There are few certainties in life. Michael Godkewitsch said taxes and death are two of them, but before death comes the challenge.

Godkewitsch, workplace Psychologist for Lamon+Stuart+Michaels Consulting Inc., a people consulting firm, spoke about late career choices for IT professionals at Informatics 2000 in Toronto.

“Don’t worry,” Godkewitsch said. “Just before death there is a whole bunch of time that we live and try to survive. We’ve got to fill this time.”

Godkewitsch conducted a survey with Paul Kennedy, a former IT professional, to find out what IT people think about work, careers and their lives.

Godkewitsch said the first generation to spend their full career in IT are approaching retirement age, and the demand for certain IT skills is still exceeding supply. He also said there is a broad array of work/life options that are open for late-career people.

“We all come to the end of our careers. We all wind up dead. The trick is (knowing) what you’re going to do between then and now,” Godkewitsch said. “That’s essential.”

The results are in

“We used the Internet as the channel [for the questions],” Godkewitsch said. “We sought an IT population, and 209 CIPS (Canadian Information Processing Society) members responded.”

The survey sample was self-selected, and there were no clear control groups. It was a Canadian survey that consisted of a few retirees and many people in their forties.

Godkewitsch found that in the category “Work situation” the most interesting aspect was the answers took the form of roles.

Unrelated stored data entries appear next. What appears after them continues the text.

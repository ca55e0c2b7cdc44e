use crate::error::{ReformatError, Result};

use super::types::{NaluContent, NaluPriority};

const FORBIDDEN_BIT: u8 = 0x80;

/// Builds a NAL unit header byte. The forbidden bit is always clear.
pub fn encode_nalu_byte(content: NaluContent, priority: NaluPriority) -> u8 {
    (priority.idc() << 5) | content.bits()
}

/// Splits a NAL unit header byte into content type and priority.
///
/// Fails with [`ReformatError::ZeroBitViolation`] when the forbidden bit is set.
pub fn decode_nalu_byte(byte: u8) -> Result<(NaluContent, NaluPriority)> {
    decode_at(byte, 0)
}

/// Same as [`decode_nalu_byte`], recording where in a buffer the byte sits
pub(crate) fn decode_at(byte: u8, offset: usize) -> Result<(NaluContent, NaluPriority)> {
    if byte & FORBIDDEN_BIT != 0 {
        return Err(ReformatError::ZeroBitViolation {
            op: "decode_nalu_byte",
            byte,
            offset,
        });
    }
    let idc = (byte >> 5) & 0x03;
    let content = byte & 0x1F;
    Ok((NaluContent::from(content), NaluPriority::from(idc)))
}
/// H.264 classification, delimiter scanning and reformatting
pub mod h264;

// Re-export common types and functions
pub use h264::{convert_to_format, NaluContent, NaluPriority};
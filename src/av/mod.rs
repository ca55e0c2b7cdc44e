use std::fmt;

/// Codec family of a [`MediaFormat`]
#[derive(Debug, Clone, Copy, PartialEq, Eq, Hash)]
pub enum CodecType {
    /// H.264/AVC video
    H264,
    /// H.265/HEVC video
    H265,
    /// AAC audio
    AAC,
    /// Opus audio
    OPUS,
}

/// Wire format tag attached to a packet of elementary-stream data.
///
/// The H.264 kinds come in two families. The AVCC kinds prefix every NAL unit
/// with a big-endian length of 1, 2 or 4 bytes. The Annex-B kinds prefix every
/// NAL unit with a `00 00 01` or `00 00 00 01` start code and only differ in
/// what the packet is known to hold.
///
/// The remaining kinds are carried so that collaborators can hand any stream
/// to the H.264 operations and get a typed rejection back.
#[derive(Debug, Clone, Copy, PartialEq, Eq, Hash)]
pub enum MediaFormat {
    /// AVCC with 1-byte length prefixes
    H264Avcc8,
    /// AVCC with 2-byte length prefixes
    H264Avcc16,
    /// AVCC with 4-byte length prefixes
    H264Avcc32,
    /// Annex-B elementary stream of unknown content
    H264Es,
    /// Annex-B elementary stream starting with a sequence parameter set
    H264SpsEs,
    /// Annex-B elementary stream starting with a picture parameter set
    H264PpsEs,
    /// H.265/HEVC, not handled by the H.264 reformatter
    H265,
    /// AAC audio
    Aac,
    /// Opus audio
    Opus,
}

impl MediaFormat {
    /// Codec family the format belongs to
    pub fn codec_type(&self) -> CodecType {
        match self {
            MediaFormat::H264Avcc8
            | MediaFormat::H264Avcc16
            | MediaFormat::H264Avcc32
            | MediaFormat::H264Es
            | MediaFormat::H264SpsEs
            | MediaFormat::H264PpsEs => CodecType::H264,
            MediaFormat::H265 => CodecType::H265,
            MediaFormat::Aac => CodecType::AAC,
            MediaFormat::Opus => CodecType::OPUS,
        }
    }

    /// Any H.264 kind, AVCC or Annex-B
    pub fn is_h264(&self) -> bool {
        self.codec_type() == CodecType::H264
    }

    /// Length-prefixed H.264
    pub fn is_avcc(&self) -> bool {
        matches!(
            self,
            MediaFormat::H264Avcc8 | MediaFormat::H264Avcc16 | MediaFormat::H264Avcc32
        )
    }

    /// Start-code delimited H.264
    pub fn is_annexb(&self) -> bool {
        matches!(
            self,
            MediaFormat::H264Es | MediaFormat::H264SpsEs | MediaFormat::H264PpsEs
        )
    }
}

impl fmt::Display for MediaFormat {
    fn fmt(&self, f: &mut fmt::Formatter<'_>) -> fmt::Result {
        let name = match self {
            MediaFormat::H264Avcc8 => "h264/avcc-8",
            MediaFormat::H264Avcc16 => "h264/avcc-16",
            MediaFormat::H264Avcc32 => "h264/avcc-32",
            MediaFormat::H264Es => "h264/annexb",
            MediaFormat::H264SpsEs => "h264/annexb-sps",
            MediaFormat::H264PpsEs => "h264/annexb-pps",
            MediaFormat::H265 => "h265",
            MediaFormat::Aac => "aac",
            MediaFormat::Opus => "opus",
        };
        f.write_str(name)
    }
}

mod packet;
pub use packet::*;
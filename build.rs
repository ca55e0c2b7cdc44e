use std::env;
use std::fs;
use std::path::Path;

fn main() {
    // Create config template next to the build output
    let out_dir = env::var("OUT_DIR").unwrap_or_else(|_| "./".to_string());
    let template_path = Path::new(&out_dir).join("../../../h264_reformat.template.toml");

    let template = r#"# h264-reformat configuration template
# Copy this file to 'h264_reformat.toml' and adjust the values

# remove_header also drops the NAL header byte after a start code
strip_nal_byte = false

# Annex-B to AVCC conversion keeps each NAL header byte in the payload
keep_nal_header = false
"#;

    let _ = fs::write(template_path, template);
    println!("cargo:rerun-if-changed=build.rs");
}
use crate::av::MediaFormat;
use crate::error::{ReformatError, Result};
use crate::utils::ByteBuffer;

use super::length::nalu_length_size;
use super::nalu::decode_at;
use super::start_code::{is_start_code3, is_start_code4, start_code_len};
use super::types::NaluContent;

/// Works out which Annex-B kind `data` holds by peeking at its first NAL
/// unit header.
///
/// Returns `Ok(None)` when the data does not start with a start code, which
/// usually means it is length prefixed instead.
pub fn resolve_format(data: &[u8]) -> Result<Option<MediaFormat>> {
    let header_offset = if is_start_code3(data) {
        3
    } else if is_start_code4(data) {
        4
    } else {
        return Ok(None);
    };

    let (content, _) = decode_at(data[header_offset], header_offset)?;
    let format = match content {
        NaluContent::SequenceParameterSet => MediaFormat::H264SpsEs,
        NaluContent::PictureParameterSet => MediaFormat::H264PpsEs,
        _ => MediaFormat::H264Es,
    };
    Ok(Some(format))
}

/// Removes the single leading delimiter of `buffer`.
///
/// Annex-B data loses its start code, plus the NAL header byte when
/// `strip_nal_byte` is set. Some platform decoders want parameter sets
/// without a start code but with the header byte, hence the flag. AVCC data
/// loses its length prefix.
///
/// Returns the number of bytes removed.
pub fn remove_header(
    format: MediaFormat,
    buffer: &mut ByteBuffer,
    strip_nal_byte: bool,
) -> Result<usize> {
    if format.is_annexb() {
        let code_len = start_code_len(&buffer[..]).ok_or_else(|| {
            ReformatError::malformed("remove_header", format, 0, "no start code")
        })?;
        let count = code_len + usize::from(strip_nal_byte);
        buffer.remove_range(0..count);
        log::trace!("removed {} byte {} header", count, format);
        return Ok(count);
    }

    let width = nalu_length_size(format)
        .map_err(|_| ReformatError::unsupported("remove_header", format))?;
    if buffer.len() < width {
        return Err(ReformatError::malformed(
            "remove_header",
            format,
            0,
            format!("{} bytes is shorter than the {} byte prefix", buffer.len(), width),
        ));
    }
    buffer.remove_range(0..width);
    log::trace!("removed {} byte {} header", width, format);
    Ok(width)
}
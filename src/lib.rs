// slotdev - Rust Implementation
// A key-addressed fixed-block slot store for raw block devices

#![warn(rust_2018_idioms)]

pub mod config;
pub mod metrics;
pub mod storage;

// Re-exports for convenience
pub use config::SlotStoreConfig;
pub use storage::{BlockDevice, DeviceOptions, FileDevice, SlotId, SlotStats, SlotStore};

/// slotdev error types
pub mod error {
    use std::path::PathBuf;
    use thiserror::Error;

    #[derive(Error, Debug)]
    pub enum Error {
        #[error("Not found: no slot assigned to key {key}")]
        NotFound { key: u64 },

        #[error("Exhausted: all {capacity} slots are assigned")]
        Exhausted { capacity: u64 },

        #[error("I/O error: {op} at byte offset {offset}: {source}")]
        Io {
            op: &'static str,
            offset: u64,
            #[source]
            source: std::io::Error,
        },

        #[error("Failed to open device {}: {source}", path.display())]
        DeviceOpen {
            path: PathBuf,
            #[source]
            source: std::io::Error,
        },

        #[error("Failed to close device {}: {source}", path.display())]
        DeviceClose {
            path: PathBuf,
            #[source]
            source: std::io::Error,
        },

        #[error("Offset overflow: block at offset {offset} of slot {slot} is not addressable")]
        OffsetOverflow { slot: u64, offset: u64 },

        #[error("Invalid configuration: {0}")]
        InvalidConfig(String),

        #[error("Configuration error: {0}")]
        Config(#[from] ::config::ConfigError),
    }

    pub type Result<T> = std::result::Result<T, Error>;
}

/// Version information
pub const VERSION: &str = env!("CARGO_PKG_VERSION");
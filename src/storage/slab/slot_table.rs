//! Key → slot index
//!
//! One mutex guards both the index and the free list, so every lookup,
//! allocation and release sees a consistent pair:
//!
//! ```text
//! lookup_for_write(7):
//!   lock
//!   new = free.pop_front()        ← Exhausted? unlock, nothing changed
//!   old = index.insert(7, new)
//!   free.push_back(old)           ← only if 7 was bound
//!   unlock
//! ```
//!
//! Device I/O never happens while the lock is held.

use super::free_list::FreeList;
use super::slot::SlotId;
use crate::error::{Error, Result};
use parking_lot::Mutex;
use std::collections::HashMap;
use tracing::{debug, warn};

#[derive(Debug)]
struct SlotState {
    index: HashMap<u64, SlotId>,
    free: FreeList,
}

/// Thread-safe mapping from logical key to assigned slot
#[derive(Debug)]
pub struct SlotTable {
    state: Mutex<SlotState>,
    capacity: u64,
}

/// Consistent copy of the table, taken under the lock
#[derive(Debug, Clone, Default)]
pub struct SlotSnapshot {
    /// (key, slot) pairs, sorted by key
    pub assigned: Vec<(u64, SlotId)>,
    /// Free slots in allocation order
    pub free: Vec<SlotId>,
}

impl SlotTable {
    /// Create an empty table with every slot in `0..capacity` free
    pub fn new(capacity: u64) -> Self {
        Self {
            state: Mutex::new(SlotState {
                index: HashMap::new(),
                free: FreeList::new(capacity),
            }),
            capacity,
        }
    }

    /// Resolve the slot currently bound to `key`
    pub fn lookup_for_read(&self, key: u64) -> Result<SlotId> {
        let state = self.state.lock();
        state.index.get(&key).copied().ok_or_else(|| {
            debug!(key, "No slot assigned");
            Error::NotFound { key }
        })
    }

    /// Bind `key` to a freshly allocated slot
    ///
    /// A key that already had a slot is moved to the new one and its old
    /// slot goes back to the tail of the free list. If no slot is free the
    /// table is left untouched and the old binding stays readable.
    pub fn lookup_for_write(&self, key: u64) -> Result<SlotId> {
        let mut state = self.state.lock();

        let slot = match state.free.allocate() {
            Ok(slot) => slot,
            Err(e) => {
                warn!(key, capacity = self.capacity, "No free slot for write");
                return Err(e);
            }
        };

        match state.index.insert(key, slot) {
            Some(old) => {
                state.free.release(old);
                debug!(key, old = %old, new = %slot, "Reassigned slot");
            }
            None => debug!(key, slot = %slot, "Assigned slot"),
        }

        Ok(slot)
    }

    /// Drop `key`'s binding and recycle its slot
    ///
    /// Returns the released slot, or `None` when the key had none.
    pub fn release(&self, key: u64) -> Option<SlotId> {
        let mut state = self.state.lock();
        let slot = state.index.remove(&key)?;
        state.free.release(slot);
        debug!(key, slot = %slot, "Released slot");
        Some(slot)
    }

    /// Check whether `key` currently has a slot
    pub fn contains_key(&self, key: u64) -> bool {
        self.state.lock().index.contains_key(&key)
    }

    /// Number of assigned keys
    pub fn len(&self) -> usize {
        self.state.lock().index.len()
    }

    pub fn is_empty(&self) -> bool {
        self.state.lock().index.is_empty()
    }

    /// Number of free slots
    pub fn free_count(&self) -> usize {
        self.state.lock().free.len()
    }

    /// Total number of slots
    pub fn capacity(&self) -> u64 {
        self.capacity
    }

    /// Assigned and free slot counts, read under one lock
    pub fn counts(&self) -> (usize, usize) {
        let state = self.state.lock();
        (state.index.len(), state.free.len())
    }

    /// Copy out the full table and free list in one critical section
    ///
    /// Linear in capacity; meant for consistency checks, not hot paths.
    pub fn snapshot(&self) -> SlotSnapshot {
        let state = self.state.lock();
        let mut assigned: Vec<_> = state.index.iter().map(|(&k, &s)| (k, s)).collect();
        assigned.sort_unstable_by_key(|&(key, _)| key);
        SlotSnapshot {
            assigned,
            free: state.free.iter().collect(),
        }
    }
}

impl SlotSnapshot {
    /// Check that assigned and free slots partition `0..capacity`
    pub fn is_partition_of(&self, capacity: u64) -> bool {
        let mut seen = vec![false; capacity as usize];
        let all = self
            .assigned
            .iter()
            .map(|&(_, slot)| slot)
            .chain(self.free.iter().copied());

        for slot in all {
            match seen.get_mut(slot.index() as usize) {
                Some(mark) if !*mark => *mark = true,
                _ => return false,
            }
        }
        seen.into_iter().all(|mark| mark)
    }
}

“People perceive themselves in roles. It’s not a description of what they actually do,” he said.

Godkewitsch found that over 80 per cent of those people had changed roles over their careers. “This means that IT people are very versatile,” he said. “There was a very large number of people that expressed that career progress in IT/IS is actually very different from that in other professions.”

Seventy-three per cent have always been in systems work but 80 per cent have switched specific roles during their careers.

Godkewitsch explained that the vast majority of those surveyed had different views of what retirement meant to them.

According to the survey, 44 per cent said it meant gradually working less time, but still getting paid for it; 18 per cent said it meant starting something completely new; and 17 per cent had no idea.

“By our present legislation, all of them are wrong (about retirement). There is no such thing. By today’s standards and practises, 14 per cent were right,” Godkewitsch said.

That 14 per cent said retirement meant stopping paid work entirely and abruptly.

Other questions on the survey dealt with how people are preparing for the cessation of work, what successful retirement means, what consulting after retirement is, what post-retirement skills they will lack, and what is most and least important over the course of their career.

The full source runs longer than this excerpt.